The fourth is to minimise his direct exposure to critical media. These include the Nine newspapers – The Age, Sydney Morning Herald and Australian Financial Review – Guardian Australia and the ABC.
The foundation on which this strategy rests is plausibility: that enough voters will believe Morrison to be trustworthy and competent.
However, mere plausibility is an unstable surface to build on. In recent months, Morrison’s has been seriously eroded.
On the question of trustworthiness, French President Emmanuel Macron said Morrison had lied to him about the cancelled submarine contract, and this was followed immediately by a cascade of further allegations that Morrison was a liar, most notably by Malcolm Turnbull, who said he had a reputation for dishonesty.
On the question of competence, Morrison now finds himself jammed between his political need to consign COVID to the past, and the reality of the Omicron wave. It is not going well.

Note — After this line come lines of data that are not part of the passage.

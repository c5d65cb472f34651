use thiserror::Error;

/// Errors from the ledger fold and the pooling allocation.
///
/// Every variant is a typed, deterministic outcome for the given ledger
/// state. A failed mutation never leaves an entry behind.
#[derive(Error, Debug, Clone, PartialEq, Eq)]
pub enum LedgerError {
    #[error("invalid amount {amount}: must be > 0")]
    InvalidAmount { amount: i64 },

    #[error("invalid ship-year ({ship}, {year}): {reason}")]
    InvalidShipYear {
        ship: String,
        year: i32,
        reason: String,
    },

    #[error("insufficient surplus for {ship}/{year}: requested {requested}, available {available}")]
    InsufficientSurplus {
        ship: String,
        year: i32,
        requested: i64,
        available: i64,
    },

    #[error("no surplus to bank for {ship}/{year}: adjusted CB is {adjusted}")]
    NoSurplusToBank {
        ship: String,
        year: i32,
        adjusted: i64,
    },

    #[error("insufficient banked balance for {ship}: requested {requested}, available {available}")]
    InsufficientBankedBalance {
        ship: String,
        requested: i64,
        available: i64,
    },

    #[error("no deficit to offset for {ship}/{year}: adjusted CB is {adjusted}")]
    NoDeficitToOffset {
        ship: String,
        year: i32,
        adjusted: i64,
    },

    #[error("apply of {requested} exceeds deficit {deficit} for {ship}/{year}")]
    ExceedsDeficit {
        ship: String,
        year: i32,
        requested: i64,
        deficit: i64,
    },

    #[error("ship-year not found: {ship}/{year}")]
    ShipYearNotFound { ship: String, year: i32 },

    #[error("unknown pool member {ship} for year {year}")]
    UnknownShip { ship: String, year: i32 },

    #[error("pool has no members")]
    EmptyPool,

    #[error("ledger entry {seq} not found for {ship}")]
    EntryNotFound { ship: String, seq: u64 },

    #[error("ledger entry {seq} for {ship} cannot be reversed again")]
    AlreadyReversed { ship: String, seq: u64 },

    #[error("reversal of entry {seq} for {ship} rejected: {reason}")]
    ReversalRejected {
        ship: String,
        seq: u64,
        reason: String,
    },

    #[error("ledger for {ship} is busy")]
    Busy { ship: String },

    #[error("operation cancelled")]
    Cancelled,

    #[error("corrupt ledger for {ship}: {reason}")]
    CorruptLedger { ship: String, reason: String },

    #[error("arithmetic overflow in {context}")]
    Overflow { context: &'static str },

    #[error("invalid configuration: {reason}")]
    InvalidConfig { reason: String },
}
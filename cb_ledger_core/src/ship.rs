use serde::{Deserialize, Serialize};

use crate::cfg::LedgerCfg;
use crate::error::LedgerError;

/// One vessel's compliance period.
#[derive(Clone, Debug, PartialEq, Eq, PartialOrd, Ord, Hash, Serialize, Deserialize)]
#[serde(rename_all = "camelCase")]
pub struct ShipYear {
    pub ship_id: String,
    pub year: i32,
}

impl ShipYear {
    /// Build a key, rejecting blank ids and years before the first regulated year.
    pub fn new(ship_id: impl Into<String>, year: i32, cfg: &LedgerCfg) -> Result<Self, LedgerError> {
        let ship_id = ship_id.into();
        validate_ship_id(&ship_id, year)?;
        if year < cfg.first_regulated_year {
            return Err(LedgerError::InvalidShipYear {
                ship: ship_id,
                year,
                reason: format!("year precedes first regulated year {}", cfg.first_regulated_year),
            });
        }
        Ok(Self { ship_id, year })
    }
}

impl std::fmt::Display for ShipYear {
    fn fmt(&self, f: &mut std::fmt::Formatter<'_>) -> std::fmt::Result {
        write!(f, "{}/{}", self.ship_id, self.year)
    }
}

pub(crate) fn validate_ship_id(ship_id: &str, year: i32) -> Result<(), LedgerError> {
    if ship_id.trim().is_empty() || ship_id.trim() != ship_id {
        return Err(LedgerError::InvalidShipYear {
            ship: ship_id.to_string(),
            year,
            reason: "ship id must be non-empty without surrounding whitespace".into(),
        });
    }
    Ok(())
}

#[cfg(test)]
mod tests {
    use super::*;

    #[test]
    fn rejects_blank_and_early() {
        let cfg = LedgerCfg::default();
        assert!(ShipYear::new("R001", 2024, &cfg).is_ok());
        assert!(matches!(
            ShipYear::new("  ", 2024, &cfg),
            Err(LedgerError::InvalidShipYear { .. })
        ));
        assert!(matches!(
            ShipYear::new("R001", 2019, &cfg),
            Err(LedgerError::InvalidShipYear { .. })
        ));
    }
}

As cases exploded across the country over Christmas and New Year, he persisted with his push for eased restrictions. His line was faithfully delivered for him by The Australian newspaper. On successive days – December 30 and 31 – it ran page-one banner headlines such as: “PM’s plea: set the people free”.
For a few days he went quiet. Then, on January 3, he stuck his head above the parapet to tell viewers of Seven’s Sunrise program that the government would not be supplying free rapid antigen test kits to everyone because “we just can’t go round and make everything free”.
This prompted an avalanche of criticism, including from News Corp’s news.com.au. Commissioning editor Riah Matthews, who published a scathing opinion piece saying it showed how out of touch Morrison was with “hardworking everyday Australians”.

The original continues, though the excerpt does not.